[RECORDS SUPPLIED Boundary: Start]
//! # Pollard p−1 Family
//!
//! Finds a factor p of n whenever p − 1 is smooth enough for the chosen
//! exponent schedule: a ← a^e mod n keeps a ≡ a₀^E (mod p) cycling in the
//! order-(p−1) group, and once E is a multiple of p − 1, gcd(a − 1, n)
//! exposes p. Four exponent schedules are provided:
//!
//! - **standard**: a ← a^b with b = 2, 3, 4, …, so E = b! — the simplest
//!   schedule, effective when p − 1 is very smooth.
//! - **self-referential**: a ← a^a — the exponent stream is the iterate
//!   itself; wildly non-smooth E, but cheap to drive and a useful fallback
//!   map.
//! - **power-mod**: one square-and-multiply step per outer iteration,
//!   amortizing the exponent update; when the exponent bits run out, the
//!   exponent is reloaded from the running product and the product resets
//!   to 1.
//! - **smooth-bound** (reference): a ← a^(q^e) for every prime q ≤ B with
//!   q^e ≤ B, i.e. E = lcm(1..B), with B = exp(√(ln n · ln ln n)/√2)
//!   clamped to [10³, 10¹⁵] unless overridden.
//!
//! Every variant fails silently (sentinel `None`) when the smoothness
//! assumption does not hold — the driver just moves on. gcd = n means the
//! whole group collapsed at once (every factor smooth); that too is a
//! sentinel, not an error.
//!
//! ## References
//!
//! - J.M. Pollard, "Theorems on Factorization and Primality Testing",
//!   Proc. Cambridge Phil. Soc., 76:521–528, 1974.

use rug::Integer;
use tracing::{debug, trace};

use crate::error::Result;
use crate::modpow;
use crate::sieve;

/// Tuning knobs for the p−1 variants.
#[derive(Clone, Debug)]
pub struct Pm1Params {
    /// Smoothness bound B for the reference variant; `None` applies the
    /// heuristic exp(√(ln n · ln ln n)/√2) clamped to [10³, 10¹⁵].
    pub bound: Option<u64>,
    /// Iterations (or primes) between gcd checks.
    pub gcd_interval: usize,
    /// Starting base a₀.
    pub base: u32,
}

impl Default for Pm1Params {
    fn default() -> Self {
        Pm1Params { bound: None, gcd_interval: 20, base: 2 }
    }
}

/// gcd(a − 1, n) classified: `Some(d)` for a proper factor, `None` while
/// trivial. gcd = n is reported through `collapsed`.
fn gcd_check(a: &Integer, n: &Integer, collapsed: &mut bool) -> Option<Integer> {
    let g = Integer::from(a - 1u32).gcd(n);
    if g == *n {
        *collapsed = true;
        return None;
    }
    if g > 1 {
        return Some(g);
    }
    None
}

/// Standard p−1: a ← a^b mod n with b incrementing from 2, testing
/// gcd(a − 1, n) after every step.
///
/// The per-step gcd matters: the exponent b! sweeps through multiples of
/// each p − 1 in turn, and the window between "one factor captured" and
/// "all factors captured" (gcd = n) can be a handful of rounds wide.
pub fn p1_standard(n: &Integer, params: &Pm1Params, max_rounds: u64) -> Option<Integer> {
    if *n < 4 || n.is_even() {
        return None;
    }
    let mut a = Integer::from(params.base.max(2)) % n;
    let mut collapsed = false;
    for b in 2..=max_rounds {
        a = a.pow_mod(&Integer::from(b), n).expect("n > 0");
        if let Some(d) = gcd_check(&a, n, &mut collapsed) {
            debug!(rounds = b, factor = %d, "p-1 standard split");
            return Some(d);
        }
        if collapsed {
            trace!(rounds = b, "p-1 standard collapsed");
            return None;
        }
    }
    None
}

/// Self-referential p−1: a ← a^a mod n.
pub fn p1_self_referential(n: &Integer, params: &Pm1Params, max_rounds: u64) -> Option<Integer> {
    if *n < 4 || n.is_even() {
        return None;
    }
    let interval = params.gcd_interval.max(1) as u64;
    let mut a = Integer::from(params.base.max(2)) % n;
    let mut collapsed = false;
    for round in 1..=max_rounds {
        a = modpow::pow_mod(&a, &a, n);
        if round % interval == 0 {
            if let Some(d) = gcd_check(&a, n, &mut collapsed) {
                debug!(round, factor = %d, "p-1 self-referential split");
                return Some(d);
            }
            if collapsed {
                return None;
            }
        }
    }
    gcd_check(&a, n, &mut collapsed)
}

/// Interleaved power-mod p−1: one square-and-multiply step of b^e per outer
/// iteration, carried in the state (b, e, r).
///
/// When the exponent stream e is exhausted, e is reloaded from the running
/// product r and r resets to 1, so the schedule climbs through iterated
/// powers without ever materializing a huge exponent at once.
pub fn p1_power_mod(n: &Integer, params: &Pm1Params, max_steps: u64) -> Option<Integer> {
    if *n < 4 || n.is_even() {
        return None;
    }
    let interval = params.gcd_interval.max(1) as u64;
    let base = params.base.max(2);
    let mut b = Integer::from(base) % n;
    let mut e = Integer::from(base);
    let mut r = Integer::from(1u32);
    let mut collapsed = false;

    for step in 1..=max_steps {
        if e.is_odd() {
            r = r * &b % n;
        }
        e >>= 1;
        b.square_mut();
        b %= n;
        if e == 0 {
            // Exponent stream exhausted: reload it from the product.
            e = r.clone();
            r = Integer::from(1u32);
            if e == 0 {
                return None;
            }
        }
        if step % interval == 0 && r != 1 {
            if let Some(d) = gcd_check(&r, n, &mut collapsed) {
                debug!(step, factor = %d, "p-1 power-mod split");
                return Some(d);
            }
            if collapsed {
                return None;
            }
        }
    }
    None
}

/// Heuristic smoothness bound exp(√(ln n · ln ln n)/√2) ∈ [10³, 10¹⁵].
pub fn smooth_bound(n: &Integer) -> u64 {
    let ln_n = (n.significant_bits().max(2)) as f64 * std::f64::consts::LN_2;
    let b = ((ln_n * ln_n.ln()).sqrt() / std::f64::consts::SQRT_2).exp();
    (b as u64).clamp(1_000, 1_000_000_000_000_000)
}

/// Reference p−1: a ← a^(q^e) over all primes q ≤ B with q^e ≤ B, checking
/// gcd(a − 1, n) every `gcd_interval` primes.
///
/// Errors only when a caller-supplied bound exceeds sieve capacity.
pub fn p1_smooth_bound(n: &Integer, params: &Pm1Params) -> Result<Option<Integer>> {
    if *n < 4 || n.is_even() {
        return Ok(None);
    }
    let b1 = params.bound.unwrap_or_else(|| smooth_bound(n));
    let primes = sieve::generate_primes_checked(b1)?;
    let interval = params.gcd_interval.max(1);

    let mut a = Integer::from(params.base.max(2)) % n;
    let mut collapsed = false;
    for (i, &q) in primes.iter().enumerate() {
        // Largest q^e ≤ B — the exponent of q inside lcm(1..B).
        let mut qe = q;
        while qe <= b1 / q {
            qe *= q;
        }
        a = a.pow_mod(&Integer::from(qe), n).expect("n > 0");
        if (i + 1) % interval == 0 {
            if let Some(d) = gcd_check(&a, n, &mut collapsed) {
                debug!(primes_used = i + 1, b1, factor = %d, "p-1 smooth-bound split");
                return Ok(Some(d));
            }
            if collapsed {
                trace!(primes_used = i + 1, b1, "p-1 smooth-bound collapsed");
                return Ok(None);
            }
        }
    }
    Ok(gcd_check(&a, n, &mut collapsed))
}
[RECORDS SUPPLIED Boundary: End]
## WORK INSTRUCTION:
Please show every line of the entries above that contains the word "sentinel".

## ANSWER TO THIS PROBLEM:
//! Every variant fails silently (sentinel `None`) when the smoothness
//! sentinel, not an error.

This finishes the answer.